As I ran today, the usual doubts about my ability to complete my route assaulted my mind, two scriptures came to mind:
“For our light and momentary troubles are achieving for us an eternal glory that far outweighs them all.” (2 Corinthians 4:17, NIV)
“…..weeping may endure for a night, but joy cometh in the morning.” (Psalm 30:5, KJV)
I realise that the first verse is referring to a reward or an outcome that is eternal and not at all ephemeral or temporal, but here’s how I understood it today. In order to attain anything of value, we have to go through some stress or inconvenience. Think about it. What can you attain legitimately just lazing around? I realise that these days, we have used the concept of ‘grace’ to encourage laziness but that is not what grace is for. God sets the principle of sowing to reap. If you want to lose weight and/or be fit (like I do), you need to go through some stress (exercise) and inconvenience (change of eating habits). There’s no way around it. Forget the fads – pills, teas, etc. That’s for our physical well-being. The same applies to our mental and spiritual well-being. If we don’t read books, our minds can’t develop. If we don’t read/study and meditate on the written Word of God, pray (in our understanding and in the spirit) and fast, we are not going to be as healthy spiritually as we have the potential to be.

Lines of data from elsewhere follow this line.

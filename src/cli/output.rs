//! Output formatting for CLI commands.

use serde::{Deserialize, Serialize};

use crate::cli::args::{MicrosearchArgs, OutputFormat};
use crate::engine::IndexStats;
use crate::error::Result;
use crate::search::request::SearchHit;

/// Result structure for an indexing run.
#[derive(Debug, Serialize, Deserialize)]
pub struct IndexingSummary {
    pub documents_indexed: usize,
    pub total_terms: u64,
    pub duration_ms: u64,
    pub docs_per_second: f64,
}

/// Result structure for search operations.
#[derive(Debug, Serialize, Deserialize)]
pub struct SearchOutput {
    pub query: String,
    pub total_hits: usize,
    pub duration_ms: f64,
    pub hits: Vec<SearchHit>,
}

/// Timing of one benchmark query.
#[derive(Debug, Serialize, Deserialize)]
pub struct QueryTiming {
    pub query: String,
    pub total_hits: usize,
    pub duration_ms: f64,
}

/// Benchmark results.
#[derive(Debug, Serialize, Deserialize)]
pub struct BenchmarkResults {
    pub documents: usize,
    pub index_total_ms: f64,
    pub index_avg_ms: f64,
    pub queries: Vec<QueryTiming>,
    pub search_total_ms: f64,
    pub search_avg_ms: f64,
}

/// Plain-text rendering of a command result.
pub trait HumanOutput {
    fn render_human(&self) -> String;
}

impl HumanOutput for IndexingSummary {
    fn render_human(&self) -> String {
        format!(
            "Indexed {} documents ({} terms) in {} ms ({:.1} docs/s)",
            self.documents_indexed, self.total_terms, self.duration_ms, self.docs_per_second
        )
    }
}

impl HumanOutput for SearchOutput {
    fn render_human(&self) -> String {
        let mut out = format!(
            "Found {} results for {:?} in {:.3} ms\n",
            self.total_hits, self.query, self.duration_ms
        );
        for (rank, hit) in self.hits.iter().enumerate() {
            out.push_str(&format!("{:>4}. {:.6}  {}\n", rank + 1, hit.score, hit.doc_id));
            if let Some(document) = &hit.document {
                for (name, value) in document.fields() {
                    out.push_str(&format!("        {name}: {}\n", preview(value, 80)));
                }
            }
        }
        out
    }
}

impl HumanOutput for IndexStats {
    fn render_human(&self) -> String {
        format!(
            "Documents: {}\nShards:    {}\nTerms:     {}\nVersion:   {}",
            self.total_documents, self.total_shards, self.total_terms, self.version
        )
    }
}

impl HumanOutput for BenchmarkResults {
    fn render_human(&self) -> String {
        let mut out = format!(
            "Indexed {} docs in {:.3} ms (avg {:.3} ms/doc)\n",
            self.documents, self.index_total_ms, self.index_avg_ms
        );
        for timing in &self.queries {
            out.push_str(&format!(
                "Query {:?}: {} results in {:.3} ms\n",
                timing.query, timing.total_hits, timing.duration_ms
            ));
        }
        out.push_str(&format!(
            "Searched {} queries in {:.3} ms (avg {:.3} ms/query)",
            self.queries.len(),
            self.search_total_ms,
            self.search_avg_ms
        ));
        out
    }
}

/// Single-line prefix of `text`, at most `max_chars` characters.
fn preview(text: &str, max_chars: usize) -> String {
    let flat: String = text.split_whitespace().collect::<Vec<_>>().join(" ");
    if flat.chars().count() <= max_chars {
        flat
    } else {
        let mut cut: String = flat.chars().take(max_chars).collect();
        cut.push_str("...");
        cut
    }
}

/// Render a result in the requested format.
pub fn render_result<T: Serialize + HumanOutput>(result: &T, args: &MicrosearchArgs) -> Result<String> {
    Ok(match args.output_format {
        OutputFormat::Human => result.render_human(),
        OutputFormat::Json if args.pretty => serde_json::to_string_pretty(result)?,
        OutputFormat::Json => serde_json::to_string(result)?,
    })
}

/// Print a result in the requested format.
pub fn output_result<T: Serialize + HumanOutput>(result: &T, args: &MicrosearchArgs) -> Result<()> {
    println!("{}", render_result(result, args)?);
    Ok(())
}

The key word for me after thinking on the two verses above and applying them to my run was PERSEVERANCE. We must persevere. Now, the toughest part of my run is the last steep slope because you come off that one and still have a gentle ascending slope ahead for a little distance. Ever so often, I’m so tempted to just give up at that point but I’m a stubborn person. I came to a realization of this fact while I was an undergraduate studying Veterinary Medicine. Don’t ask me what made me realise it because I don’t have a clue now. Well, one evening, as I was praying at the tennis courts (where a lot of us liked to pray late evenings), I surrendered this trait to the Lord. I recall telling Him to help me to always direct this trait towards the devil. I guess that prayer was answered because the enemy of our souls has tried me severally but I’m still standing, to the glory of God.
Yes, my innate stubbornness is a great asset when it comes to persevering. I just can’t abide the thought of giving up. It’s so bad that even the thought of walking some part of my route is abhorrent to me. Like I would have failed. I know we’re not all naturally stubborn but God gives us grace to persevere. It starts on the inside, though. We have to make up our minds that we are not giving up midway in our race that the Lord has set us on and dig in our heels, then the Lord helps us. Did I mention the need to always ask for help? Very important. Ask and you shall receive.
So, my dear fellow worshipper, persevere in well doing; persevere in the midst of the storm; you will make it. Life is in seasons and fraught with challenges, so lean on the Lord and take them one after the other. Remember, you are more than a conqueror through Christ who strengthens you. And above all, let God’s Word be worked out in your everyday living.